[[ Data records, beginning ]]

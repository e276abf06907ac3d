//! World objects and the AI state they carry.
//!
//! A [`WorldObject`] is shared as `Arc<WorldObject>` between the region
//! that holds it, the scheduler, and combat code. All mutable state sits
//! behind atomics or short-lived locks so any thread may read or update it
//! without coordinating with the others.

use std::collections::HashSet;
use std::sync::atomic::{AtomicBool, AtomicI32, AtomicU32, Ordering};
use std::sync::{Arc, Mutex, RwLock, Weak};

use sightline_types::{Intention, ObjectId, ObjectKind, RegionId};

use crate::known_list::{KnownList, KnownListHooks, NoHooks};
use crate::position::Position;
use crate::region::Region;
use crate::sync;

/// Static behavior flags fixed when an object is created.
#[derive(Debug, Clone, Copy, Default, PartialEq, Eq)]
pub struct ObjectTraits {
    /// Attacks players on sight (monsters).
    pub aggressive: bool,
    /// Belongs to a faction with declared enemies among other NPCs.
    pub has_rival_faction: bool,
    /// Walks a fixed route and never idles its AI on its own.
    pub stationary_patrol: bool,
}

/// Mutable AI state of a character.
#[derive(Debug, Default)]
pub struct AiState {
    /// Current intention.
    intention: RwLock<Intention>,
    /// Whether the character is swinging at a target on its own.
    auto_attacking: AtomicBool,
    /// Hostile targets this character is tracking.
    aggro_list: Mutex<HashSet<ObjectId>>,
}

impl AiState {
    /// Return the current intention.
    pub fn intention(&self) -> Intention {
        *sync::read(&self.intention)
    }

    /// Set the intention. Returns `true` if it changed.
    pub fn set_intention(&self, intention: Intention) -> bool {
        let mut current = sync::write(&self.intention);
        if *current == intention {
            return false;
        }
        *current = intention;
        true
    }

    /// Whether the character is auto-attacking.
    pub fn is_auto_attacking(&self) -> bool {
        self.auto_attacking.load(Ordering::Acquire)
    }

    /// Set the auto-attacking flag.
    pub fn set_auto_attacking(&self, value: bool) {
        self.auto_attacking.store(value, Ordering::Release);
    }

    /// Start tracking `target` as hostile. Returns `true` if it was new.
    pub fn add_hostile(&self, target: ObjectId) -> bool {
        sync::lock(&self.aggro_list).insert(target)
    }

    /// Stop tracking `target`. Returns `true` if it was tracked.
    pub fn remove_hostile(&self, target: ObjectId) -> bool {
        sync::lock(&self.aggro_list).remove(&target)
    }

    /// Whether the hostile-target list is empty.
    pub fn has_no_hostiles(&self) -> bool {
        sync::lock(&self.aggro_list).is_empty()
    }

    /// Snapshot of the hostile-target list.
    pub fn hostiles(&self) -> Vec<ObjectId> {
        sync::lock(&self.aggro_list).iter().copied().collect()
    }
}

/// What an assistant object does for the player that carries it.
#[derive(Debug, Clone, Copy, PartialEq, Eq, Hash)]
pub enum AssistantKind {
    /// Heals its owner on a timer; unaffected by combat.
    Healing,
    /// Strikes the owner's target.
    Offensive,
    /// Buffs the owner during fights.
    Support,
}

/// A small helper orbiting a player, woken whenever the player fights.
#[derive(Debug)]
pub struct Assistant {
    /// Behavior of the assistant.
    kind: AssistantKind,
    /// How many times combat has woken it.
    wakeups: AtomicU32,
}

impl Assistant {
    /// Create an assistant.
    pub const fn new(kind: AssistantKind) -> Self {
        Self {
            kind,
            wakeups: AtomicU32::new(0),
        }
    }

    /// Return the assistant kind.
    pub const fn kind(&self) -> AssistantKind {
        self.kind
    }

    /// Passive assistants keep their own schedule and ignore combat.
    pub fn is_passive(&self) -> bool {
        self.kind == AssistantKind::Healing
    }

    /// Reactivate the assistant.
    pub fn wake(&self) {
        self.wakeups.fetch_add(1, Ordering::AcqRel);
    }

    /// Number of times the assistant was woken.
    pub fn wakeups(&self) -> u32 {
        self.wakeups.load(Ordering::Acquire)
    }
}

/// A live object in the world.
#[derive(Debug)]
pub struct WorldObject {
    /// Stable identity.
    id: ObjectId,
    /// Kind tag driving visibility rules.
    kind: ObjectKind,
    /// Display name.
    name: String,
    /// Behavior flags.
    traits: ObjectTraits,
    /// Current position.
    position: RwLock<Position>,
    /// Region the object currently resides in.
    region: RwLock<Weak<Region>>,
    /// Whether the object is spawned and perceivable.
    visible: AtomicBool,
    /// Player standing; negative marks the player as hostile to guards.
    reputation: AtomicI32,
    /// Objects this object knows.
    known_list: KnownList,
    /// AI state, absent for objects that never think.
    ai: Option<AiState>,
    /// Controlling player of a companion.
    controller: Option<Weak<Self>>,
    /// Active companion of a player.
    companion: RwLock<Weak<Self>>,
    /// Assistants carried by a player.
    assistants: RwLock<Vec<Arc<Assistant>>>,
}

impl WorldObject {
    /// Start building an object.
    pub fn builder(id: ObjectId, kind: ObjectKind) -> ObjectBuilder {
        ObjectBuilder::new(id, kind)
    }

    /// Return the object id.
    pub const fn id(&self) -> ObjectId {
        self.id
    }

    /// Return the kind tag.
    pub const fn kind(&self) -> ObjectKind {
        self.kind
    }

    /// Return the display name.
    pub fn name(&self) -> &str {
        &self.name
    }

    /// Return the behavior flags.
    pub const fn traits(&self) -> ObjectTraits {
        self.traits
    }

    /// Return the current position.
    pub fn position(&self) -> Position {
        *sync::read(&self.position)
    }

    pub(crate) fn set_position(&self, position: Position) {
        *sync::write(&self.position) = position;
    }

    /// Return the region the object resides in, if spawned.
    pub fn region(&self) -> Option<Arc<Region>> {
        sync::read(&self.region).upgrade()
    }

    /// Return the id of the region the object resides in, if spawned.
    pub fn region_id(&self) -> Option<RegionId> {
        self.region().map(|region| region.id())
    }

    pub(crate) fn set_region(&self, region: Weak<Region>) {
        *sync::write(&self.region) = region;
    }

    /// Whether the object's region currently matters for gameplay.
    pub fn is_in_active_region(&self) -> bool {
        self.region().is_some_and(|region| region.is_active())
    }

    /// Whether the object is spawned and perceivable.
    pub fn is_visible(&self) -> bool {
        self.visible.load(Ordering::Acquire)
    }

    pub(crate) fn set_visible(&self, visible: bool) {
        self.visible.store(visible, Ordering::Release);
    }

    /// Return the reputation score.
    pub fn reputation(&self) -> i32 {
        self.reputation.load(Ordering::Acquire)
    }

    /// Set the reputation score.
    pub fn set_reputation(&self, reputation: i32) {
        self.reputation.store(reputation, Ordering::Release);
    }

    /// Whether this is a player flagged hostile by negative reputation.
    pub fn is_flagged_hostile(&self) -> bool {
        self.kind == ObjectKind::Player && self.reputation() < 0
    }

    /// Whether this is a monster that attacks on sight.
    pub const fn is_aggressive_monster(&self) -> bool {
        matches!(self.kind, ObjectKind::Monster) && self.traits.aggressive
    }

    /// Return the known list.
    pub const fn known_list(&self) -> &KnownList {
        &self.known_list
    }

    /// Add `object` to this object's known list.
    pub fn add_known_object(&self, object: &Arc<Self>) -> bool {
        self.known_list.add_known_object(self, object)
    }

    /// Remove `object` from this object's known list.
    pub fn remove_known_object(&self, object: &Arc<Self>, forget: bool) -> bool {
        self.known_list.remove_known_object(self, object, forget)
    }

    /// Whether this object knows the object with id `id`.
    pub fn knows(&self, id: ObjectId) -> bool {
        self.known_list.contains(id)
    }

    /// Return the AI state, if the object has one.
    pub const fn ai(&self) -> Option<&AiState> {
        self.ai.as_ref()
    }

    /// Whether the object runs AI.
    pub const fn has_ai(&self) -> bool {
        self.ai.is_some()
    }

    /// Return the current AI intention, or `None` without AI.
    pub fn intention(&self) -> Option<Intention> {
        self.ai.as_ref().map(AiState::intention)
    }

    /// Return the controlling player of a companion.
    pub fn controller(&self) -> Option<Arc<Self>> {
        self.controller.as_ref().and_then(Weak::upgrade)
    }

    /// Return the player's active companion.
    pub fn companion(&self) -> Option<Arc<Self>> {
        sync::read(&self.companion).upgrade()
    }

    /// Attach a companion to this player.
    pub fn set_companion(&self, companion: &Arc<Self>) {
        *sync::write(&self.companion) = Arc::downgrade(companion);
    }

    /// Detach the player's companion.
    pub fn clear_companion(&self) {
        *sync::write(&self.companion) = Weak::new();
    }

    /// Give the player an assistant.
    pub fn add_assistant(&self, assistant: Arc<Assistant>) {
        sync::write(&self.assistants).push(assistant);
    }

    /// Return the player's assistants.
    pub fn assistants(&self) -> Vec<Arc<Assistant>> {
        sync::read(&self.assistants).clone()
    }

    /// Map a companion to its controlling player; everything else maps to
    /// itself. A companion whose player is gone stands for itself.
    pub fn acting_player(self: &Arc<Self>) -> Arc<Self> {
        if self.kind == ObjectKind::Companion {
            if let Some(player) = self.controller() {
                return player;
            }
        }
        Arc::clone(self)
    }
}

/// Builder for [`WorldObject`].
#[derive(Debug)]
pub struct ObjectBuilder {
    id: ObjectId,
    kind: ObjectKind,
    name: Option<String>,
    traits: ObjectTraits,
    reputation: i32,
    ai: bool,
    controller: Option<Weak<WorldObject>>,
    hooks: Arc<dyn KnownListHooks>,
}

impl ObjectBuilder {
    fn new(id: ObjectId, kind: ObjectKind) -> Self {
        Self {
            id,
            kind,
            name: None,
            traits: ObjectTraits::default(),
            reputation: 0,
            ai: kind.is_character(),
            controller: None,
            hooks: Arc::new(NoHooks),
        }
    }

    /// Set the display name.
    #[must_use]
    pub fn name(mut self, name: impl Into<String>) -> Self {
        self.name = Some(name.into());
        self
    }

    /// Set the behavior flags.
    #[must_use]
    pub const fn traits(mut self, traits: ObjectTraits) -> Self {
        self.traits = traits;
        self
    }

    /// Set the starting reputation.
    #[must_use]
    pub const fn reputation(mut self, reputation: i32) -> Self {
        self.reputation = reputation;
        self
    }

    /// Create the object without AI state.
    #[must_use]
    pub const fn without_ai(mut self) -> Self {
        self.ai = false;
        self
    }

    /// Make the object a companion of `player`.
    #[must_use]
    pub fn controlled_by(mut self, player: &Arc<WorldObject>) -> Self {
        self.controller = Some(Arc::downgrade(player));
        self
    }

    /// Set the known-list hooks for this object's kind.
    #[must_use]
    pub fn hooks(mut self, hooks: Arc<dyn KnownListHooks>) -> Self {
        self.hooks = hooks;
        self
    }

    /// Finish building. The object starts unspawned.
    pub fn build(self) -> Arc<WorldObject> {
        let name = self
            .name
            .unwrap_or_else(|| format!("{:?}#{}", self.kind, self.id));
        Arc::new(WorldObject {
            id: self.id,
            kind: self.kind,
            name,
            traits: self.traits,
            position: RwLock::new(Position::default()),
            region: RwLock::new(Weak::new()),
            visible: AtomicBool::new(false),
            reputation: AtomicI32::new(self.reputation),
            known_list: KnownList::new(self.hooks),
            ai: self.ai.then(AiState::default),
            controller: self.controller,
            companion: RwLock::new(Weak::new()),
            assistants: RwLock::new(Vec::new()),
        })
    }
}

[[ Data records, end ]]

▸ **What the task requires**
Using the data above, print exactly the lines from the line that contains "pub fn position(&self)" through the line that contains "pub fn region(&self)", with both included.

▸ **Task response**
    pub fn position(&self) -> Position {
        *sync::read(&self.position)
    }

    pub(crate) fn set_position(&self, position: Position) {
        *sync::write(&self.position) = position;
    }

    /// Return the region the object resides in, if spawned.
    pub fn region(&self) -> Option<Arc<Region>> {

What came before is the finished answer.